Parents like Tim Bendall and Kristin Godwin

Purple hats promote walking away from a crying baby

Victoria General Hospital hands out tuques to new babies during November to educate on shaken baby syndrome

A baby’s incessant wailing – call it purple crying or colic – can drive the sanest parent to the brink.

New mom Natasha Crawford happily watched a DVD on purple crying during a pre-natal class.

“It was good and helped prepare me for what to expect,” she said, snuggling her three-day old son Anson.

The DVD is something all new parents get at Victoria General Hospital. This month there’s a toque to serve as a safety reminder as part of the Purple Crying campaign. The goal is to remind parents that it’s safer to leave a crying baby in a safe place and walk away for a few minutes than to lose your cool and shake him or her out of frustration.

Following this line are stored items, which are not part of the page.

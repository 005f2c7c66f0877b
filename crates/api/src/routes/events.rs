//! Events calendar endpoints.

use axum::{
    extract::{Query, State},
    Json,
};
use chrono::Utc;
use domain::models::Event;
use persistence::repositories::EventRepository;
use serde::Deserialize;

use crate::app::AppState;
use crate::error::ApiError;

#[derive(Debug, Deserialize)]
pub struct ListQuery {
    pub category: Option<String>,
}

#[derive(Debug, Deserialize)]
pub struct UpcomingQuery {
    pub limit: Option<i64>,
}

/// GET /api/v1/events?category=
pub async fn list_events(
    State(state): State<AppState>,
    Query(query): Query<ListQuery>,
) -> Result<Json<Vec<Event>>, ApiError> {
    let repo = EventRepository::new(state.pool.clone());
    let events = repo.find_all(query.category.as_deref()).await?;
    Ok(Json(events.into_iter().map(Event::from).collect()))
}

/// GET /api/v1/events/upcoming?limit=
///
/// Featured events sort ahead of the rest, then by soonest start date.
pub async fn upcoming_events(
    State(state): State<AppState>,
    Query(query): Query<UpcomingQuery>,
) -> Result<Json<Vec<Event>>, ApiError> {
    let limit = query.limit.unwrap_or(3).clamp(1, 50);
    let today = Utc::now().date_naive();
    let repo = EventRepository::new(state.pool.clone());
    let events = repo.find_upcoming(today, limit).await?;
    Ok(Json(events.into_iter().map(Event::from).collect()))
}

“With my daughter there were a few nights here and there when we needed to keep out patience, but then you get over it,” said Tim Bendall, who welcomed his  son Lincon into the world on Nov. 3. Getting reminders is always a good thing, the second-time dad said.

Volunteers from across the province put knitting needles to the grindstone stitching toques for hospitals across B.C. – 160 knit caps came to Victoria General.

Charlotte El-Agav, a program co-ordinator at the Ministry of Health, was among the knitters. She knows first hand how tough it is to deal with a wailing baby.

“I was in tears, sobbing my head off. I didn’t know if I was doing something wrong,” she said, harkening back to when her  38-year-old daughter was an infant. “Every child goes through it, it’s not abnormal.”

Unfortunately neither is shaken baby syndrom. VGH pediatrician Roxana Bolaria has seen two cases in her 11 years at this hospital.

“One shaken baby is one too many,” Bolaria said. “Babies can die (or) have neurological damage, it’s a brain injury. Their heads are relatively large and their neck is small. From being shaken, they can die, have seizures (or) they may not be able to walk or talk or feed themselves.”

Bolaria said two of her three children were “difficult babies.”

“Even as a pediatrician with lots of knowledge – and I had lots of family support – it was hard,” she said. “It’s important for us to understand what is normal crying and the developmental stage. You can change them and feed them and if you still can’t comfort them put them down and walk away.”